━━━━━ Extracted information ━━━━━

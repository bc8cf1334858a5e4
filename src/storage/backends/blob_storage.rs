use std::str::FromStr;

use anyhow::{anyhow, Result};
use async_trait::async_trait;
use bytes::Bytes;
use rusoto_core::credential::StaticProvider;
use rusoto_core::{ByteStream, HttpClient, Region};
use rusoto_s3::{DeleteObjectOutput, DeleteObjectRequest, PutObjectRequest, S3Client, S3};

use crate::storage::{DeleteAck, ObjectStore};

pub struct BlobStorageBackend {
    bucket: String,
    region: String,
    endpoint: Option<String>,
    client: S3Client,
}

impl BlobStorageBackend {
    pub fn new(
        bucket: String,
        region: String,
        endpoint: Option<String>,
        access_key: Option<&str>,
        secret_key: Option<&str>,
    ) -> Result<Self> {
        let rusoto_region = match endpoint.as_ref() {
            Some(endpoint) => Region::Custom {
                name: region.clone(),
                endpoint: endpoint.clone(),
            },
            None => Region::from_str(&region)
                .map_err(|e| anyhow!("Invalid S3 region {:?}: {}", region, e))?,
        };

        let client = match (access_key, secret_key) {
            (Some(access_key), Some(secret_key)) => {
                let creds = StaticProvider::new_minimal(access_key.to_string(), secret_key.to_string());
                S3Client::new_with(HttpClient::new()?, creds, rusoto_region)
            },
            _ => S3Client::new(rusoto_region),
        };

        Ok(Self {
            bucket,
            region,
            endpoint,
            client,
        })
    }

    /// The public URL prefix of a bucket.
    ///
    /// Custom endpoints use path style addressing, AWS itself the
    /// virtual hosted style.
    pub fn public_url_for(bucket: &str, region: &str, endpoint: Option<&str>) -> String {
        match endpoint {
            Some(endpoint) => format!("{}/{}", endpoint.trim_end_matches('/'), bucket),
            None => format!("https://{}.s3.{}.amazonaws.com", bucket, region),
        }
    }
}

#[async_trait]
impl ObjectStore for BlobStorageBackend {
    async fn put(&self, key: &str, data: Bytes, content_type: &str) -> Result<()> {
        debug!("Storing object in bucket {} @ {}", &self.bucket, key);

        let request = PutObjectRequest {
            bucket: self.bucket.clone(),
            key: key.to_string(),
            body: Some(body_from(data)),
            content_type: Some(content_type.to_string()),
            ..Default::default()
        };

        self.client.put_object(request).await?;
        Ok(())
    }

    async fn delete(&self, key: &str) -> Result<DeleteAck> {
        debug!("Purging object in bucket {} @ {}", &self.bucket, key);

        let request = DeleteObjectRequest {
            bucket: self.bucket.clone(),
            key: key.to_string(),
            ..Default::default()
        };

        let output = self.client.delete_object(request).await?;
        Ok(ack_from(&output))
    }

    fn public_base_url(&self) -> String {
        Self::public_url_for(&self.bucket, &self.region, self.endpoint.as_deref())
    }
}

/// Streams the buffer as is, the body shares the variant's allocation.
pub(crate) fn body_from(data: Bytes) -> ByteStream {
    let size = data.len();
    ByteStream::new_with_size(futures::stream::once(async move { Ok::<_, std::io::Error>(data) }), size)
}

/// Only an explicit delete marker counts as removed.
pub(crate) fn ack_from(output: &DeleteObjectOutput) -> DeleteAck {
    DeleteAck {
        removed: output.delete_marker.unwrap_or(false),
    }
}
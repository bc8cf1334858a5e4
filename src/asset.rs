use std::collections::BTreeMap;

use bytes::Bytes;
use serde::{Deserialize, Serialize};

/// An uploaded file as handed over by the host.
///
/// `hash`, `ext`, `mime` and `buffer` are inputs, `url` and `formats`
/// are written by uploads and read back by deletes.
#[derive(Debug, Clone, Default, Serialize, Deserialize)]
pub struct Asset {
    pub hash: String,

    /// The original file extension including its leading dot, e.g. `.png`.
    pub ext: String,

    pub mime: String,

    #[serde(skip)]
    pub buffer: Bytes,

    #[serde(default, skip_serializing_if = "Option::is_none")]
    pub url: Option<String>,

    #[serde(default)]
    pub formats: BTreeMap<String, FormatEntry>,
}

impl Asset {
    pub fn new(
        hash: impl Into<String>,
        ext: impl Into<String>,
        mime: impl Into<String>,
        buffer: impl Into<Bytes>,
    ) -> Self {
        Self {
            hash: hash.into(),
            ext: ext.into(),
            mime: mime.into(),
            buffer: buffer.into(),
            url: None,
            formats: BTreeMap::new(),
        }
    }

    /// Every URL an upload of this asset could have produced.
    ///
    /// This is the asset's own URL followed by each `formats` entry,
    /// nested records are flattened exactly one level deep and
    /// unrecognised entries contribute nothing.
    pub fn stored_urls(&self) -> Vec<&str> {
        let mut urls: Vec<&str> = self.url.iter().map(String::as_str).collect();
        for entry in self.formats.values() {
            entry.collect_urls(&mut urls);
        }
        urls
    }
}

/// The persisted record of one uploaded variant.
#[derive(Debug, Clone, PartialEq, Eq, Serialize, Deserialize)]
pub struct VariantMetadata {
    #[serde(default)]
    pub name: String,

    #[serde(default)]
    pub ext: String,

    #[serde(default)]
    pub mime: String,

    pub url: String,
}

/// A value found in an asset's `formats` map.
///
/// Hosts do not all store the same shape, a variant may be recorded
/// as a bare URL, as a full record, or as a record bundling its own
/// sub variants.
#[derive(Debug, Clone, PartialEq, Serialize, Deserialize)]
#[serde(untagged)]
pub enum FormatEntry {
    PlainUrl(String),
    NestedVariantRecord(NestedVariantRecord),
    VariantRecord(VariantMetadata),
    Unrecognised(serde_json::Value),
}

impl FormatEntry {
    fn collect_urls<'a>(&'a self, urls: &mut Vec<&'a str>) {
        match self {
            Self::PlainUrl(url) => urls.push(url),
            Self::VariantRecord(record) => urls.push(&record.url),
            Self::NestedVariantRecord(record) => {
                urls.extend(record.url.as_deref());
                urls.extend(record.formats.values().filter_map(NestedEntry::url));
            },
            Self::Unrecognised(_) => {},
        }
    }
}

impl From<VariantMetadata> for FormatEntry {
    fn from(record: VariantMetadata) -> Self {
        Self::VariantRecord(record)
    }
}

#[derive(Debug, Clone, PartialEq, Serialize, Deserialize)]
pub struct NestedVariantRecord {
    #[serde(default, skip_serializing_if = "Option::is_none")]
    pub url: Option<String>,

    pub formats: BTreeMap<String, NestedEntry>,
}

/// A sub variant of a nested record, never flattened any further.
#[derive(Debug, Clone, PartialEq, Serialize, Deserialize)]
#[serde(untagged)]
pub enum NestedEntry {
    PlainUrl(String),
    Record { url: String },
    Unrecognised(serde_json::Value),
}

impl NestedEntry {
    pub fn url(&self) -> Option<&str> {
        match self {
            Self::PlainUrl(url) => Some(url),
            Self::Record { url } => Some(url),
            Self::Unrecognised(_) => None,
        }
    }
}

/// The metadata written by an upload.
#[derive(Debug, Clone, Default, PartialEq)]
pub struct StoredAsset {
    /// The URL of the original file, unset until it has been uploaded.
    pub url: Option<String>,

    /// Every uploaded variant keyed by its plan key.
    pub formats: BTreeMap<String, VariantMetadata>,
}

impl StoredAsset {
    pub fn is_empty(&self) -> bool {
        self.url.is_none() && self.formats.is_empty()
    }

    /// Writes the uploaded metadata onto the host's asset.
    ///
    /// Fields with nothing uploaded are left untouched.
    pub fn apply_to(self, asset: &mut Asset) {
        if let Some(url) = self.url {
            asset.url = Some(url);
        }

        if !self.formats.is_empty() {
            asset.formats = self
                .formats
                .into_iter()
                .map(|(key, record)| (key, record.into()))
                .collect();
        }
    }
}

━━━━━

▶ **Assigned task**
Looking through the data above, count the lines that include the string "nothing" and give only the count.

▶ **Answer space**
2